DATASET RECORDS:
Segment Open

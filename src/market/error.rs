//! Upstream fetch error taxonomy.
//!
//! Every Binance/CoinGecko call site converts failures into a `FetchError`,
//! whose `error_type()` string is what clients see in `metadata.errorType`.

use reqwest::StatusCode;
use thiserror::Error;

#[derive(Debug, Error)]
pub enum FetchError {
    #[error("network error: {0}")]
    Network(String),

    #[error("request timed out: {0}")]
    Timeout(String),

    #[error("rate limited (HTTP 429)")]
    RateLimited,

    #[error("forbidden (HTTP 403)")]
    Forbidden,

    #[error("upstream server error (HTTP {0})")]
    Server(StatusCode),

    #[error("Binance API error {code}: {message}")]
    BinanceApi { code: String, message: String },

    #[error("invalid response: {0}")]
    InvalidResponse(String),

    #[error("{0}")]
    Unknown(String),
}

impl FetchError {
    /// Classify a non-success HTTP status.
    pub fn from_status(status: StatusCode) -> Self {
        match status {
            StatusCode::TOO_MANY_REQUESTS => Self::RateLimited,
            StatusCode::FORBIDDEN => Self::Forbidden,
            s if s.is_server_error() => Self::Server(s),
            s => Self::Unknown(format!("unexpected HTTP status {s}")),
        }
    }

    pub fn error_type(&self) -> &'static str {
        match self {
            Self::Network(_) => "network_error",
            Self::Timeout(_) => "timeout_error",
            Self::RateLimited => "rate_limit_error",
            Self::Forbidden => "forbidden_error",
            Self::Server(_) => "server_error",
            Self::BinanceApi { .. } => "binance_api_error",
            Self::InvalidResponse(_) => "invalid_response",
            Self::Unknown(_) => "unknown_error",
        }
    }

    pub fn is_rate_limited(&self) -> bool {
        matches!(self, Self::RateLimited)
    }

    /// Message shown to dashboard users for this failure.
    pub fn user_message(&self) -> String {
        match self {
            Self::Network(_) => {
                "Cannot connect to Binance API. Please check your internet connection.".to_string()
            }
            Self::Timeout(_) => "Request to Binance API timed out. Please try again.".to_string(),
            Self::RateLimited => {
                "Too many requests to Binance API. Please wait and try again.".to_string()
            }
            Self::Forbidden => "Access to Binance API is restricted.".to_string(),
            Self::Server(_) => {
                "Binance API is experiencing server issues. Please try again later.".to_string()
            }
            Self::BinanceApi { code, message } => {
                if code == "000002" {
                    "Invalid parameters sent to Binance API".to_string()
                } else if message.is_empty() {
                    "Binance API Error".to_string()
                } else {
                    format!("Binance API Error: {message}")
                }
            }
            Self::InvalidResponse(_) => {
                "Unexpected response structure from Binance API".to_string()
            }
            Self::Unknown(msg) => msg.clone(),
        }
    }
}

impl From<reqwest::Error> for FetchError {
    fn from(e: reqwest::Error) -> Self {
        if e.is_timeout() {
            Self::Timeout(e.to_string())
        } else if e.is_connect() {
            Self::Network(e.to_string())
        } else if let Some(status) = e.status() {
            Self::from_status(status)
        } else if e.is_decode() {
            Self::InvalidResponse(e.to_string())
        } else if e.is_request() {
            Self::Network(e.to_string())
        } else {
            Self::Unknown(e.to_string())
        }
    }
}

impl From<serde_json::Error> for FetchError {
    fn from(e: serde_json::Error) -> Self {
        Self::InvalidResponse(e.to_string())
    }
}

Segment Closed

TASK INSTRUCTIONS: Read the entries above and find each line holding the word "reqwest". Copy it out.

YOUR RESPONSE:
use reqwest::StatusCode;
impl From<reqwest::Error> for FetchError {
    fn from(e: reqwest::Error) -> Self {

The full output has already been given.